*TO DO*
Copy out, from the entries below, each line that holds the string "impl".

*DATA FOR THIS EXERCISE*

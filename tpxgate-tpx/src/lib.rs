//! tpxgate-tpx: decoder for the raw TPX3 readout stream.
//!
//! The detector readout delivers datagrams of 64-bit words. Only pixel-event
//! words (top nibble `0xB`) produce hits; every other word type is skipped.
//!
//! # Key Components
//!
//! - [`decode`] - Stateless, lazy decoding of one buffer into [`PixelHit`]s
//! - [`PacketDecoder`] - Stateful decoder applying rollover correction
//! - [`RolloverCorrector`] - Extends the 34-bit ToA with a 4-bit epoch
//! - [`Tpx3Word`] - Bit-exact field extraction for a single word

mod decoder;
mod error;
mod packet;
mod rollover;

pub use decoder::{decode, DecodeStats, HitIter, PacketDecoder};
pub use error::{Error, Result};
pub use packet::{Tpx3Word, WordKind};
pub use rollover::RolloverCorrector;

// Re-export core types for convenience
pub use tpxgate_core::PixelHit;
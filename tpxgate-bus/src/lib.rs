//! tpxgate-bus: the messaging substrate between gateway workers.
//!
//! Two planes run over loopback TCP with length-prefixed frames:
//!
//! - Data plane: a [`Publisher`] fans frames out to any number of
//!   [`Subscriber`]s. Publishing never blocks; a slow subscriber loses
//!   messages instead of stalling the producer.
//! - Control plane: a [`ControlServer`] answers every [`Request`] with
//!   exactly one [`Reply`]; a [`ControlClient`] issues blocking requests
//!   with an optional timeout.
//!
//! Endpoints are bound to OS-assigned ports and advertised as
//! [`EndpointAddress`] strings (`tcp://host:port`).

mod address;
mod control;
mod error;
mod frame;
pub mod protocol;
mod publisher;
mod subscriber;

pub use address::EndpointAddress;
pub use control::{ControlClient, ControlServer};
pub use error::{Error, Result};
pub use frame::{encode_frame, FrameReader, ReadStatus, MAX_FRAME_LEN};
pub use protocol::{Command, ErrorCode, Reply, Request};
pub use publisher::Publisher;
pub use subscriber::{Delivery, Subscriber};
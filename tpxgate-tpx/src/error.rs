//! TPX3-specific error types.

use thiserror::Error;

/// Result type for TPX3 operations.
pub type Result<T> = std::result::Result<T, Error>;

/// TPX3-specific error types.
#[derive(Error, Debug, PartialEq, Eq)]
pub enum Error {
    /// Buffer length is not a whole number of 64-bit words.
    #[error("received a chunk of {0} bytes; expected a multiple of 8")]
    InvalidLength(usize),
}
---
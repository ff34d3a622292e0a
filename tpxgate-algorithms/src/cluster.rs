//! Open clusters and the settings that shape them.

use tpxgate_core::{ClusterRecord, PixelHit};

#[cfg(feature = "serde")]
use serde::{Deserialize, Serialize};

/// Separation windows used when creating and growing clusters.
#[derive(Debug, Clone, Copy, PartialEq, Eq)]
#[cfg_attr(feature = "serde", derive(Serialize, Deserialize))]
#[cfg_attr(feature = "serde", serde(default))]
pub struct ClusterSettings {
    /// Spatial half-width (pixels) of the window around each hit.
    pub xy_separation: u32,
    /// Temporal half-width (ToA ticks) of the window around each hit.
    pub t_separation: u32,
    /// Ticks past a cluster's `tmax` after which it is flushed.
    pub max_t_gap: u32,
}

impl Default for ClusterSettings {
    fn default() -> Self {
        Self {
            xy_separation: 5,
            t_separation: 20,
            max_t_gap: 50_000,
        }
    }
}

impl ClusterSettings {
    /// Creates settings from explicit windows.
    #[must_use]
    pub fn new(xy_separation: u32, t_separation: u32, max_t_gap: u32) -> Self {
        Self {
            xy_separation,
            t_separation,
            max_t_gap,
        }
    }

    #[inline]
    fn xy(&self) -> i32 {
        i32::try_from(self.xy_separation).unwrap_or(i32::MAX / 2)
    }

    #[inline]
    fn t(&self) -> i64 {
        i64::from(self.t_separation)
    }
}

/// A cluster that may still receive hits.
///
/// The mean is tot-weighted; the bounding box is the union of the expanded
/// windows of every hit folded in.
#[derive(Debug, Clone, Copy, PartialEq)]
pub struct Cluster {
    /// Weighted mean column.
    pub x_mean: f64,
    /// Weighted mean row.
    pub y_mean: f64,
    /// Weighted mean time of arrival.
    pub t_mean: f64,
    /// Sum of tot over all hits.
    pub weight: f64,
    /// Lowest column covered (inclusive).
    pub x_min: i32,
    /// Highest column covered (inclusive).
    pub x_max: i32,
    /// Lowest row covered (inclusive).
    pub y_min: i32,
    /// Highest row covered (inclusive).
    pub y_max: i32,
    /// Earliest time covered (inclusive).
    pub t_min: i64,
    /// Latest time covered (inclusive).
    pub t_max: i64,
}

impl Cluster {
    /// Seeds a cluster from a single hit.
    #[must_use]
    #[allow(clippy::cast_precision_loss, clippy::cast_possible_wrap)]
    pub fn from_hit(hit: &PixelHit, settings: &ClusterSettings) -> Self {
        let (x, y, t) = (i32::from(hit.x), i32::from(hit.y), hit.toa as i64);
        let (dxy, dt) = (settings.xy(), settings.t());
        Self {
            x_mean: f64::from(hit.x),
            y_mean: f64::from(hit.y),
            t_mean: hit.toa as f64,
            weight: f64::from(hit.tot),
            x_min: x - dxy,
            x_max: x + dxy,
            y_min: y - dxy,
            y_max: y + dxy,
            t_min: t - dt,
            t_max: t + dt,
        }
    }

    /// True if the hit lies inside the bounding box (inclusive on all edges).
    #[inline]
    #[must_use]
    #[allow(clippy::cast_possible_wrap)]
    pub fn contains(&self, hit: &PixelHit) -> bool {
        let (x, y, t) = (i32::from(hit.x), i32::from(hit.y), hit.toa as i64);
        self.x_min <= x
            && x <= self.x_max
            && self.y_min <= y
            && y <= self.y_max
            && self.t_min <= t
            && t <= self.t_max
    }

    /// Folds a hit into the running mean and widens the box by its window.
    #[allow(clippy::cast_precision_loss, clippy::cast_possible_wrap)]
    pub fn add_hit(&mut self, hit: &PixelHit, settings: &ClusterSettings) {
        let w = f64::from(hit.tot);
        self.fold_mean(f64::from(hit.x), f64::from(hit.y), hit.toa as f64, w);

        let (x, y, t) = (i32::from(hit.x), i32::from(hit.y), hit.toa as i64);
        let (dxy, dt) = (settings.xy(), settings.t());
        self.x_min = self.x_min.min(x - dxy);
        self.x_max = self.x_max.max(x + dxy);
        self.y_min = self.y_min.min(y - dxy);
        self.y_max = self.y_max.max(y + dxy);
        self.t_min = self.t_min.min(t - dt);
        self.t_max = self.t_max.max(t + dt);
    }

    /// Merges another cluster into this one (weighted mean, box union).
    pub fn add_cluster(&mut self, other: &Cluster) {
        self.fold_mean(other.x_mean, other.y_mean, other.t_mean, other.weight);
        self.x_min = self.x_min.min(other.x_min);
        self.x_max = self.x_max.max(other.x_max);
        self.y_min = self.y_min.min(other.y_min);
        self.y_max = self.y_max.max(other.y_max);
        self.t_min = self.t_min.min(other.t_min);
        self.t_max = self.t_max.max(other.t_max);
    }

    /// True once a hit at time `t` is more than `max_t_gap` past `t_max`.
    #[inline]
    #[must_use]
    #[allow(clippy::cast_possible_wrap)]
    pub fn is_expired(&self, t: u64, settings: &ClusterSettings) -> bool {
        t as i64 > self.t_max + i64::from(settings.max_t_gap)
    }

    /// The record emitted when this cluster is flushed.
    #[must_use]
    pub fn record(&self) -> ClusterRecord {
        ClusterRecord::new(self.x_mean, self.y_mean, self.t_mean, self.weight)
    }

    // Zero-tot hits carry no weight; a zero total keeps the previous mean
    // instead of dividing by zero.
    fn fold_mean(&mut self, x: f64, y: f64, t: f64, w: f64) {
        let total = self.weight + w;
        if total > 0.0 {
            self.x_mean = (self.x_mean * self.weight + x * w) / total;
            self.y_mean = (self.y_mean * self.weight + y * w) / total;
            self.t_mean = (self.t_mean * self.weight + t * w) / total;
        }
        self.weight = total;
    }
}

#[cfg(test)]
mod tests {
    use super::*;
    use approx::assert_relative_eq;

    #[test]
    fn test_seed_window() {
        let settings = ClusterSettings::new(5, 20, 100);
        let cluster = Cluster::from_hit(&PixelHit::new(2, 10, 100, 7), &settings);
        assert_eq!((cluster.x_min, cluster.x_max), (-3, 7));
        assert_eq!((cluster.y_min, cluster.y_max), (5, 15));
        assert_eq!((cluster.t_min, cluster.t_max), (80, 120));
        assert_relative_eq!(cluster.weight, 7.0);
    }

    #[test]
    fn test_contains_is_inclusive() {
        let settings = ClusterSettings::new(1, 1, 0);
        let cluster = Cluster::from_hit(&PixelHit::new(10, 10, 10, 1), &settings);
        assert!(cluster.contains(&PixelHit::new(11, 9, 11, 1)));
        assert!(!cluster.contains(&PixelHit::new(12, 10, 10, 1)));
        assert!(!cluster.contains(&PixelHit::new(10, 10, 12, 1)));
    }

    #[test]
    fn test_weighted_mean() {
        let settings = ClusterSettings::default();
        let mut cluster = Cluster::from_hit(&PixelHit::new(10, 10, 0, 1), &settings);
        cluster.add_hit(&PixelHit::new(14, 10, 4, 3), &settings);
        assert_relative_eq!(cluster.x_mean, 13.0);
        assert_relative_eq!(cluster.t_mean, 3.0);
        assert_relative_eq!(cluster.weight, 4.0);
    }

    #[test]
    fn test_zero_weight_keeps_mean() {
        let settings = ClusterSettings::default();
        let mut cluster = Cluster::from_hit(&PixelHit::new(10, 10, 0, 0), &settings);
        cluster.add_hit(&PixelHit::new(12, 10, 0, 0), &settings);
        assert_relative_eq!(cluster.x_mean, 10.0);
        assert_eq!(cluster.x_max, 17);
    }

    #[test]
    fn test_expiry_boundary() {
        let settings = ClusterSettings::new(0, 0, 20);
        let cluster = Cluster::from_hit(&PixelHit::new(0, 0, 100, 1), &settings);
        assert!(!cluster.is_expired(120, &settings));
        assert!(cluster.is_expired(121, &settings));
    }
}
--
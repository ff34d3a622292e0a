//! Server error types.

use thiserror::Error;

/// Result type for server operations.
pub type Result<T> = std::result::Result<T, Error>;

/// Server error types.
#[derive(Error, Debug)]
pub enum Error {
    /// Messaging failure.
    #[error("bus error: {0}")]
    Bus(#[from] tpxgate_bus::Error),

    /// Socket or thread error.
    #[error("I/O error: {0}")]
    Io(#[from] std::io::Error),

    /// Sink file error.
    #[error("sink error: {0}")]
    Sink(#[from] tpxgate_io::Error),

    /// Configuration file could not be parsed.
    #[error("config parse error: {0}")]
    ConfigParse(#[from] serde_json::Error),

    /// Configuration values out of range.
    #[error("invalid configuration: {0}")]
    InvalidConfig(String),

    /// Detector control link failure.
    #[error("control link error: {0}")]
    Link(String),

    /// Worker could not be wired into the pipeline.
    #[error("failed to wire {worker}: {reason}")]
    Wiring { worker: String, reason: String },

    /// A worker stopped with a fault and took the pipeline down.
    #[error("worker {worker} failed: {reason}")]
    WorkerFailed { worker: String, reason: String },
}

*SOLUTION TO THIS PROBLEM*
impl Default for ClusterSettings {
impl ClusterSettings {
impl Cluster {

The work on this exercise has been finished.